▸ **SUPPLIED MATERIAL**:
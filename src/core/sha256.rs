// src/core/sha256.rs
// FIPS 180-4 SHA-256 written out in full: padding, message schedule, and the
// 64-round compression loop. One-shot over a byte slice; no streaming state.

const K: [u32; 64] = [
    0x428a2f98, 0x71374491, 0xb5c0fbcf, 0xe9b5dba5, 0x3956c25b, 0x59f111f1, 0x923f82a4, 0xab1c5ed5,
    0xd807aa98, 0x12835b01, 0x243185be, 0x550c7dc3, 0x72be5d74, 0x80deb1fe, 0x9bdc06a7, 0xc19bf174,
    0xe49b69c1, 0xefbe4786, 0x0fc19dc6, 0x240ca1cc, 0x2de92c6f, 0x4a7484aa, 0x5cb0a9dc, 0x76f988da,
    0x983e5152, 0xa831c66d, 0xb00327c8, 0xbf597fc7, 0xc6e00bf3, 0xd5a79147, 0x06ca6351, 0x14292967,
    0x27b70a85, 0x2e1b2138, 0x4d2c6dfc, 0x53380d13, 0x650a7354, 0x766a0abb, 0x81c2c92e, 0x92722c85,
    0xa2bfe8a1, 0xa81a664b, 0xc24b8b70, 0xc76c51a3, 0xd192e819, 0xd6990624, 0xf40e3585, 0x106aa070,
    0x19a4c116, 0x1e376c08, 0x2748774c, 0x34b0bcb5, 0x391c0cb3, 0x4ed8aa4a, 0x5b9cca4f, 0x682e6ff3,
    0x748f82ee, 0x78a5636f, 0x84c87814, 0x8cc70208, 0x90befffa, 0xa4506ceb, 0xbef9a3f7, 0xc67178f2,
];

const H0: [u32; 8] = [
    0x6a09e667, 0xbb67ae85, 0x3c6ef372, 0xa54ff53a, 0x510e527f, 0x9b05688c, 0x1f83d9ab, 0x5be0cd19,
];

/// Pad per FIPS 180-4: a single 1 bit, zeros to 448 mod 512, then the
/// original bit length as a 64-bit big-endian integer.
fn pad(message: &[u8]) -> Vec<u8> {
    let bit_len = (message.len() as u64) * 8;
    let padded_len = (message.len() + 9).div_ceil(64) * 64;
    let mut padded = vec![0u8; padded_len];
    padded[..message.len()].copy_from_slice(message);
    padded[message.len()] = 0x80;
    padded[padded_len - 8..].copy_from_slice(&bit_len.to_be_bytes());
    padded
}

fn compress(state: &mut [u32; 8], block: &[u8]) {
    // Message schedule: 16 words from the block, 48 more from the
    // sigma/rotate-xor recurrence.
    let mut w = [0u32; 64];
    for (t, word) in block.chunks_exact(4).enumerate() {
        w[t] = u32::from_be_bytes([word[0], word[1], word[2], word[3]]);
    }
    for t in 16..64 {
        let s0 = w[t - 15].rotate_right(7) ^ w[t - 15].rotate_right(18) ^ (w[t - 15] >> 3);
        let s1 = w[t - 2].rotate_right(17) ^ w[t - 2].rotate_right(19) ^ (w[t - 2] >> 10);
        w[t] = w[t - 16]
            .wrapping_add(s0)
            .wrapping_add(w[t - 7])
            .wrapping_add(s1);
    }

    let [mut a, mut b, mut c, mut d, mut e, mut f, mut g, mut h] = *state;
    for t in 0..64 {
        let big_s1 = e.rotate_right(6) ^ e.rotate_right(11) ^ e.rotate_right(25);
        let ch = (e & f) ^ (!e & g);
        let temp1 = h
            .wrapping_add(big_s1)
            .wrapping_add(ch)
            .wrapping_add(K[t])
            .wrapping_add(w[t]);
        let big_s0 = a.rotate_right(2) ^ a.rotate_right(13) ^ a.rotate_right(22);
        let maj = (a & b) ^ (a & c) ^ (b & c);
        let temp2 = big_s0.wrapping_add(maj);

        h = g;
        g = f;
        f = e;
        e = d.wrapping_add(temp1);
        d = c;
        c = b;
        b = a;
        a = temp1.wrapping_add(temp2);
    }

    state[0] = state[0].wrapping_add(a);
    state[1] = state[1].wrapping_add(b);
    state[2] = state[2].wrapping_add(c);
    state[3] = state[3].wrapping_add(d);
    state[4] = state[4].wrapping_add(e);
    state[5] = state[5].wrapping_add(f);
    state[6] = state[6].wrapping_add(g);
    state[7] = state[7].wrapping_add(h);
}

/// SHA-256 digest of `message` as raw bytes.
pub fn sha256(message: &[u8]) -> [u8; 32] {
    let padded = pad(message);
    let mut state = H0;
    for block in padded.chunks_exact(64) {
        compress(&mut state, block);
    }

    let mut digest = [0u8; 32];
    for (chunk, word) in digest.chunks_exact_mut(4).zip(state.iter()) {
        chunk.copy_from_slice(&word.to_be_bytes());
    }
    digest
}

/// SHA-256 digest as a 64-character lowercase hex string.
pub fn sha256_hex(message: &[u8]) -> String {
    hex::encode(sha256(message))
}

#[cfg(test)]
mod tests {
    use super::*;

    #[test]
    fn padding_length_is_block_multiple() {
        for len in [0usize, 1, 55, 56, 63, 64, 119, 120] {
            let padded = pad(&vec![0xab; len]);
            assert_eq!(padded.len() % 64, 0, "len {}", len);
            assert_eq!(padded[len], 0x80);
        }
    }

    #[test]
    fn empty_message_digest() {
        assert_eq!(
            sha256_hex(b""),
            "e3b0c44298fc1c149afbf4c8996fb92427ae41e4649b934ca495991b7852b855"
        );
    }

    #[test]
    fn abc_digest() {
        assert_eq!(
            sha256_hex(b"abc"),
            "ba7816bf8f01cfea414140de5dae2223b00361a396177a9cb410ff61f20015ad"
        );
    }
}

▸ **ACTIVITY**: If a line of the records above holds the word "schedule", show it.

▸ **EXERCISE ANSWER**:
// FIPS 180-4 SHA-256 written out in full: padding, message schedule, and the
    // Message schedule: 16 words from the block, 48 more from the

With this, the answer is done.